Jassim et al. (1999) described a simple and robust technique to rapidly detect the hemoglobin alpha (T-Saudi) allele. A total of 32 individuals with proven Hb H disease were studied using a novel mismatched-primer PCR-RFLP approach. This technique involves performing PCR with one of the primers having a deliberately introduced mismatch. The mismatch introduces a StuI restriction enzyme site into the product, which can be cleaved using the restriction enzyme. Hb H levels in the analyzed patients ranged between 5-25% due to homozygosity for the alpha (T-Saudi) allele and compound and simple heterozygosity for various alpha thalassemia alleles. Jassim et al. (1999) indicated that compound heterozygotes for -alpha (3.7) and alpha (T-Saudi) mutations will provide a false homozygous pattern for alpha (T-Saudi) mutations.

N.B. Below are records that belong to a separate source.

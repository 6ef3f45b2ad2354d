use imgui_wgpu::RendererConfig;
use wgpu::{CommandEncoder, TextureView};

/// Draws the imgui frame on top of the scene.
pub struct ImguiRendererState {
    renderer: imgui_wgpu::Renderer,
}

impl ImguiRendererState {
    pub fn new(
        device: &wgpu::Device,
        queue: &wgpu::Queue,
        texture_format: wgpu::TextureFormat,
        context: &mut imgui::Context,
    ) -> Self {
        let renderer_config = RendererConfig {
            texture_format,
            ..Default::default()
        };

        Self {
            renderer: imgui_wgpu::Renderer::new(context, device, queue, renderer_config),
        }
    }

    pub fn render(
        &mut self,
        view: &TextureView,
        context: &mut imgui::Context,
        device: &wgpu::Device,
        queue: &wgpu::Queue,
        encoder: &mut CommandEncoder,
    ) -> anyhow::Result<()> {
        let mut render_pass = encoder.begin_render_pass(&wgpu::RenderPassDescriptor {
            label: Some("Imgui render pass"),
            color_attachments: &[Some(wgpu::RenderPassColorAttachment {
                view,
                resolve_target: None,
                ops: wgpu::Operations {
                    load: wgpu::LoadOp::Load,
                    store: wgpu::StoreOp::Store,
                },
            })],
            depth_stencil_attachment: None,
            timestamp_writes: None,
            occlusion_query_set: None,
        });

        let draw_data = context.render();

        // imgui-rs crashes on empty draw data
        // https://github.com/imgui-rs/imgui-rs/issues/325
        if draw_data.draw_lists_count() == 0 {
            return Ok(());
        }

        self.renderer
            .render(draw_data, queue, device, &mut render_pass)
            .map_err(|e| anyhow::anyhow!("Rendering imgui failed: {:?}", e))
    }
}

Two years later, Jassim et al. (2001) utilized PCR amplification, PCR-RFLP, and differential PCR amplification to study the alpha-globin gene in 56 unrelated alpha-thalassemia individuals (age ranging from 14 days to 78 years). With the exception of two, all the other patients were found to have low MCV, MCH, and HbA2. The two exceptional cases were found to have concurrent beta-thalassemia or sickle cell trait. A total of five different alleles were found in the patient population. Of these, the alpha T-Saudi alpha allele was found to be the most common (53%), followed by the deletional -alpha (3.7 kb) allele (32%). The authors conceded that the high frequency of the Saudi allele could be due to a recruitment bias. Other alleles detected were alpha Hph alpha (12%), alpha T-Turkish alpha (1%) and -alpha (4.2 kb) allele (2%). Ten different genotype combinations were found in the study. Of these, homozygosity for the Saudi allele was responsible for all but three cases of HbH. Of the exceptions, one was heterozygous for the Saudi and the Turkish allele. Since both these alleles are poly A signal mutations, the severe phenotype is understandable. The second case was compound heterozygous for -alpha 3.7 and the Saudi allele, whereas the third exceptional case was homozygous for the -alpha 3.7 allele. Jassim et al. (2001) postulated that in both these cases, the -alpha 3.7 allele may be harboring an additional thalassemia mutation. [Jassim N, Al-Arrayed S, Gerard N, Al-Mukharraq H, Al-Ajami A, Ducrocoq R, Nagel RL, Krishnamoorthy R. Molecular basis of alpha-thalassemia in Bahrain. Bahrain Med Bull 2001; 23(1):3-7.]

Adekile et al. (1994) characterized the alpha thalassemia determinants among Kuwaiti Arabs. PCR, hybridization and DNA sequencing techniques were used to analyze 64 alpha-thalassemia chromosomes. Three mutations were identified in 30 chromosomes from patients with HbH disease. These were: Poly A signal mutation in alpha 2-globin gene (86.7%), -alpha (3.7 Kb deletion; 10%), and alpha-5nt alpha (3.3%).